Each line of the listing below must be returned exactly.
┄┄┄┄┄┄┄┄┄┄┄┄┄┄┄┄┄┄┄┄
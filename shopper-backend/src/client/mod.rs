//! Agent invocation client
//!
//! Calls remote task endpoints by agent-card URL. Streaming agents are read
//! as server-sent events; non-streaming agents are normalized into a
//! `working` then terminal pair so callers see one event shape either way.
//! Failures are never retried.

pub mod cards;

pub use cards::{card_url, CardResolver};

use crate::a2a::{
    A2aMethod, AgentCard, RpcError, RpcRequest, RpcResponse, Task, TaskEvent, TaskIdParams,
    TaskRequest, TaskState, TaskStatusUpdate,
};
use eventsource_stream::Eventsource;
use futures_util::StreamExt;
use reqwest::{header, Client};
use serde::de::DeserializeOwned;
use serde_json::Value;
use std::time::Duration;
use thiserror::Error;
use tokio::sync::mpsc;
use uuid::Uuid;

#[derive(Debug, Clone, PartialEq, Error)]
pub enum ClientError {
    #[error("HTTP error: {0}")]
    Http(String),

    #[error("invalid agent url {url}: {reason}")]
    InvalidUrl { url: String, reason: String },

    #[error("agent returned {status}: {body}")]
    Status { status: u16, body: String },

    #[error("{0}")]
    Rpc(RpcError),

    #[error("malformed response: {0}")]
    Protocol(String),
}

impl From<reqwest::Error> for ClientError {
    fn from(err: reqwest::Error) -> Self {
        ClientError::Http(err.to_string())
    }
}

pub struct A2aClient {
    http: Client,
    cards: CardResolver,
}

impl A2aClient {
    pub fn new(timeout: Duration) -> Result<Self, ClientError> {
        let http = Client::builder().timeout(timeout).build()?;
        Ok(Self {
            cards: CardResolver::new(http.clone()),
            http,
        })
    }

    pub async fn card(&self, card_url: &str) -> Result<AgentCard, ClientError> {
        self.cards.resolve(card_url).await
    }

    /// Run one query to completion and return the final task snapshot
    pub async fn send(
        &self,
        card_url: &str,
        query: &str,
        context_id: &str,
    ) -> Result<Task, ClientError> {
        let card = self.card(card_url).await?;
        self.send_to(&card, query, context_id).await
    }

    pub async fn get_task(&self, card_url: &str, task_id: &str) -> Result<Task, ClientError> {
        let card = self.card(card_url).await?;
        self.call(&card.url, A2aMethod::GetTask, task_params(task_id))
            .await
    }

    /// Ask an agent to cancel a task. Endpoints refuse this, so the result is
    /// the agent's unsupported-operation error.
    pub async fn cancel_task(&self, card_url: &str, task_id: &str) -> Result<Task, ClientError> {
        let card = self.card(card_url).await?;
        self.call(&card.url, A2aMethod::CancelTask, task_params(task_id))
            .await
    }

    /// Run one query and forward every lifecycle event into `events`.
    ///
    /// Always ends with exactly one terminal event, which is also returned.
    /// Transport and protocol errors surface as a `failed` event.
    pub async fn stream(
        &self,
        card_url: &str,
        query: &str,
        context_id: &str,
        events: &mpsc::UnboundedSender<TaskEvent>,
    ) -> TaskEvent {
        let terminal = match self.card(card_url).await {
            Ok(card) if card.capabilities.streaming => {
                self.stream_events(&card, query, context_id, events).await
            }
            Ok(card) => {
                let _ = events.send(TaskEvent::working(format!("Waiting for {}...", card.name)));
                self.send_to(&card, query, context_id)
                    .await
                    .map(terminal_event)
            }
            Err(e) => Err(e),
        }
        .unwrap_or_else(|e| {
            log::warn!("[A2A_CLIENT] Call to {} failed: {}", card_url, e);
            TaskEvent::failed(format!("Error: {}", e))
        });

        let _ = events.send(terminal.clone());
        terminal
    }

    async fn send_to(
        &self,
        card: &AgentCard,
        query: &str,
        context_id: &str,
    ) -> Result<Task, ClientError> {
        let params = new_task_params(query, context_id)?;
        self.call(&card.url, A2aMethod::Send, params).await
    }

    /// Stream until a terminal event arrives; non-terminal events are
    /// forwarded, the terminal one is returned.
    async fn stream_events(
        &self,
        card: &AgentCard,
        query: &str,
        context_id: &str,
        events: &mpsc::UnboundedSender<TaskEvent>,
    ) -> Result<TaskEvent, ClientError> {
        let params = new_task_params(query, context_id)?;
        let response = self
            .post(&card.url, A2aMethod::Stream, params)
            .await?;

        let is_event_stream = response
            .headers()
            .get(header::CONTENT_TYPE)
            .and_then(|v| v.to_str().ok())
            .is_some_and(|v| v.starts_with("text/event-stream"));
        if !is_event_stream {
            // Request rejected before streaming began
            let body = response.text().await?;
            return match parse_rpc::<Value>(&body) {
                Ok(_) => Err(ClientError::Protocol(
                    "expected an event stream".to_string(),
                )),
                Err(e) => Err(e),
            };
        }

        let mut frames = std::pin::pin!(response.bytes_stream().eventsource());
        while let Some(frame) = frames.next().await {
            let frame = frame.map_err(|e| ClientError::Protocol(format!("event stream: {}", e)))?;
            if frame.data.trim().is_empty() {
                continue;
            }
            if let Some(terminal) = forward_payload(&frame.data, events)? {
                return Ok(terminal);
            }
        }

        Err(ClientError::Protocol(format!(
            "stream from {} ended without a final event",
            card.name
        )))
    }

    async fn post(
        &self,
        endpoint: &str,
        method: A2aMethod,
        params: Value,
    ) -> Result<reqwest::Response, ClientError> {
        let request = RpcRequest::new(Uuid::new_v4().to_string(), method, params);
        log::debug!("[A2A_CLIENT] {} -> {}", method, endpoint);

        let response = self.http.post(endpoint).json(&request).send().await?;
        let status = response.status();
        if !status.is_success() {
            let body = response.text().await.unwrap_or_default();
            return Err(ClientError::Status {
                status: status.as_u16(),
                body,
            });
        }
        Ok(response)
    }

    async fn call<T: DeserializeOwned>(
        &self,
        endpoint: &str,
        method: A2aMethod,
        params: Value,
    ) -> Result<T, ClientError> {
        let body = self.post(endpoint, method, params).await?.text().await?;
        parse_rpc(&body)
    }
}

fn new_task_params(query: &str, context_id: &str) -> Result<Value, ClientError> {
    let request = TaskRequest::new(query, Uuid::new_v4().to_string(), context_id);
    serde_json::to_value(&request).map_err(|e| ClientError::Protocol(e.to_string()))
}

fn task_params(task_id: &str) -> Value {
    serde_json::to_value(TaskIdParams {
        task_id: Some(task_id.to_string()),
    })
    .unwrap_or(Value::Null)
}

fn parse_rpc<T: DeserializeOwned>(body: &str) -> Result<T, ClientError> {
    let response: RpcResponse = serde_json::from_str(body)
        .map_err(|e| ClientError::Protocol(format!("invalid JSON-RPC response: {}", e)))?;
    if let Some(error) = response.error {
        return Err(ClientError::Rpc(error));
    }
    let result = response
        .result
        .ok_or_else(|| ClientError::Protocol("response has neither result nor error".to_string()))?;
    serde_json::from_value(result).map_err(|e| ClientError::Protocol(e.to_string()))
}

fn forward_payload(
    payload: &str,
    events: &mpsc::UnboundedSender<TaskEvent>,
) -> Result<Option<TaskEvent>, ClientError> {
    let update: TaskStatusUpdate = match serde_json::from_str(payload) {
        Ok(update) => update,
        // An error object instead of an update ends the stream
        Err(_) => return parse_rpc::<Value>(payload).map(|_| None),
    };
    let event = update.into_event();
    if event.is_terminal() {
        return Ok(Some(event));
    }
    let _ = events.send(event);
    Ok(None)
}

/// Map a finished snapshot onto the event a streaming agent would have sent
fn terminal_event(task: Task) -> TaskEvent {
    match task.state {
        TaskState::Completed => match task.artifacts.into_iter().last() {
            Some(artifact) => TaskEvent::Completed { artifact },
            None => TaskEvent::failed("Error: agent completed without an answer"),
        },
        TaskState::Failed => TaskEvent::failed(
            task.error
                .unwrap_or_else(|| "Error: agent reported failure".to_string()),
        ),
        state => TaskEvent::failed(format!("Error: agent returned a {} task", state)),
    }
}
┄┄┄┄┄┄┄┄┄┄┄┄┄┄┄┄┄┄┄┄
Task response:
filename shopper-backend/src/client/mod.rs
//! Agent invocation client
//!
//! Calls remote task endpoints by agent-card URL. Streaming agents are read
//! as server-sent events; non-streaming agents are normalized into a
//! `working` then terminal pair so callers see one event shape either way.
//! Failures are never retried.

pub mod cards;

pub use cards::{card_url, CardResolver};

use crate::a2a::{
    A2aMethod, AgentCard, RpcError, RpcRequest, RpcResponse, Task, TaskEvent, TaskIdParams,
    TaskRequest, TaskState, TaskStatusUpdate,
};
use eventsource_stream::Eventsource;
use futures_util::StreamExt;
use reqwest::{header, Client};
use serde::de::DeserializeOwned;
use serde_json::Value;
use std::time::Duration;
use thiserror::Error;
use tokio::sync::mpsc;
use uuid::Uuid;

#[derive(Debug, Clone, PartialEq, Error)]
pub enum ClientError {
    #[error("HTTP error: {0}")]
    Http(String),

    #[error("invalid agent url {url}: {reason}")]
    InvalidUrl { url: String, reason: String },

    #[error("agent returned {status}: {body}")]
    Status { status: u16, body: String },

    #[error("{0}")]
    Rpc(RpcError),

    #[error("malformed response: {0}")]
    Protocol(String),
}

impl From<reqwest::Error> for ClientError {
    fn from(err: reqwest::Error) -> Self {
        ClientError::Http(err.to_string())
    }
}

pub struct A2aClient {
    http: Client,
    cards: CardResolver,
}

impl A2aClient {
    pub fn new(timeout: Duration) -> Result<Self, ClientError> {
        let http = Client::builder().timeout(timeout).build()?;
        Ok(Self {
            cards: CardResolver::new(http.clone()),
            http,
        })
    }

    pub async fn card(&self, card_url: &str) -> Result<AgentCard, ClientError> {
        self.cards.resolve(card_url).await
    }

    /// Run one query to completion and return the final task snapshot
    pub async fn send(
        &self,
        card_url: &str,
        query: &str,
        context_id: &str,
    ) -> Result<Task, ClientError> {
        let card = self.card(card_url).await?;
        self.send_to(&card, query, context_id).await
    }

    pub async fn get_task(&self, card_url: &str, task_id: &str) -> Result<Task, ClientError> {
        let card = self.card(card_url).await?;
        self.call(&card.url, A2aMethod::GetTask, task_params(task_id))
            .await
    }

    /// Ask an agent to cancel a task. Endpoints refuse this, so the result is
    /// the agent's unsupported-operation error.
    pub async fn cancel_task(&self, card_url: &str, task_id: &str) -> Result<Task, ClientError> {
        let card = self.card(card_url).await?;
        self.call(&card.url, A2aMethod::CancelTask, task_params(task_id))
            .await
    }

    /// Run one query and forward every lifecycle event into `events`.
    ///
    /// Always ends with exactly one terminal event, which is also returned.
    /// Transport and protocol errors surface as a `failed` event.
    pub async fn stream(
        &self,
        card_url: &str,
        query: &str,
        context_id: &str,
        events: &mpsc::UnboundedSender<TaskEvent>,
    ) -> TaskEvent {
        let terminal = match self.card(card_url).await {
            Ok(card) if card.capabilities.streaming => {
                self.stream_events(&card, query, context_id, events).await
            }
            Ok(card) => {
                let _ = events.send(TaskEvent::working(format!("Waiting for {}...", card.name)));
                self.send_to(&card, query, context_id)
                    .await
                    .map(terminal_event)
            }
            Err(e) => Err(e),
        }
        .unwrap_or_else(|e| {
            log::warn!("[A2A_CLIENT] Call to {} failed: {}", card_url, e);
            TaskEvent::failed(format!("Error: {}", e))
        });

        let _ = events.send(terminal.clone());
        terminal
    }

    async fn send_to(
        &self,
        card: &AgentCard,
        query: &str,
        context_id: &str,
    ) -> Result<Task, ClientError> {
        let params = new_task_params(query, context_id)?;
        self.call(&card.url, A2aMethod::Send, params).await
    }

    /// Stream until a terminal event arrives; non-terminal events are
    /// forwarded, the terminal one is returned.
    async fn stream_events(
        &self,
        card: &AgentCard,
        query: &str,
        context_id: &str,
        events: &mpsc::UnboundedSender<TaskEvent>,
    ) -> Result<TaskEvent, ClientError> {
        let params = new_task_params(query, context_id)?;
        let response = self
            .post(&card.url, A2aMethod::Stream, params)
            .await?;

        let is_event_stream = response
            .headers()
            .get(header::CONTENT_TYPE)
            .and_then(|v| v.to_str().ok())
            .is_some_and(|v| v.starts_with("text/event-stream"));
        if !is_event_stream {
            // Request rejected before streaming began
            let body = response.text().await?;
            return match parse_rpc::<Value>(&body) {
                Ok(_) => Err(ClientError::Protocol(
                    "expected an event stream".to_string(),
                )),
                Err(e) => Err(e),
            };
        }

        let mut frames = std::pin::pin!(response.bytes_stream().eventsource());
        while let Some(frame) = frames.next().await {
            let frame = frame.map_err(|e| ClientError::Protocol(format!("event stream: {}", e)))?;
            if frame.data.trim().is_empty() {
                continue;
            }
            if let Some(terminal) = forward_payload(&frame.data, events)? {
                return Ok(terminal);
            }
        }

        Err(ClientError::Protocol(format!(
            "stream from {} ended without a final event",
            card.name
        )))
    }

    async fn post(
        &self,
        endpoint: &str,
        method: A2aMethod,
        params: Value,
    ) -> Result<reqwest::Response, ClientError> {
        let request = RpcRequest::new(Uuid::new_v4().to_string(), method, params);
        log::debug!("[A2A_CLIENT] {} -> {}", method, endpoint);

        let response = self.http.post(endpoint).json(&request).send().await?;
        let status = response.status();
        if !status.is_success() {
            let body = response.text().await.unwrap_or_default();
            return Err(ClientError::Status {
                status: status.as_u16(),
                body,
            });
        }
        Ok(response)
    }

    async fn call<T: DeserializeOwned>(
        &self,
        endpoint: &str,
        method: A2aMethod,
        params: Value,
    ) -> Result<T, ClientError> {
        let body = self.post(endpoint, method, params).await?.text().await?;
        parse_rpc(&body)
    }
}

fn new_task_params(query: &str, context_id: &str) -> Result<Value, ClientError> {
    let request = TaskRequest::new(query, Uuid::new_v4().to_string(), context_id);
    serde_json::to_value(&request).map_err(|e| ClientError::Protocol(e.to_string()))
}

fn task_params(task_id: &str) -> Value {
    serde_json::to_value(TaskIdParams {
        task_id: Some(task_id.to_string()),
    })
    .unwrap_or(Value::Null)
}

fn parse_rpc<T: DeserializeOwned>(body: &str) -> Result<T, ClientError> {
    let response: RpcResponse = serde_json::from_str(body)
        .map_err(|e| ClientError::Protocol(format!("invalid JSON-RPC response: {}", e)))?;
    if let Some(error) = response.error {
        return Err(ClientError::Rpc(error));
    }
    let result = response
        .result
        .ok_or_else(|| ClientError::Protocol("response has neither result nor error".to_string()))?;
    serde_json::from_value(result).map_err(|e| ClientError::Protocol(e.to_string()))
}

fn forward_payload(
    payload: &str,
    events: &mpsc::UnboundedSender<TaskEvent>,
) -> Result<Option<TaskEvent>, ClientError> {
    let update: TaskStatusUpdate = match serde_json::from_str(payload) {
        Ok(update) => update,
        // An error object instead of an update ends the stream
        Err(_) => return parse_rpc::<Value>(payload).map(|_| None),
    };
    let event = update.into_event();
    if event.is_terminal() {
        return Ok(Some(event));
    }
    let _ = events.send(event);
    Ok(None)
}

/// Map a finished snapshot onto the event a streaming agent would have sent
fn terminal_event(task: Task) -> TaskEvent {
    match task.state {
        TaskState::Completed => match task.artifacts.into_iter().last() {
            Some(artifact) => TaskEvent::Completed { artifact },
            None => TaskEvent::failed("Error: agent completed without an answer"),
        },
        TaskState::Failed => TaskEvent::failed(
            task.error
                .unwrap_or_else(|| "Error: agent reported failure".to_string()),
        ),
        state => TaskEvent::failed(format!("Error: agent returned a {} task", state)),
    }
}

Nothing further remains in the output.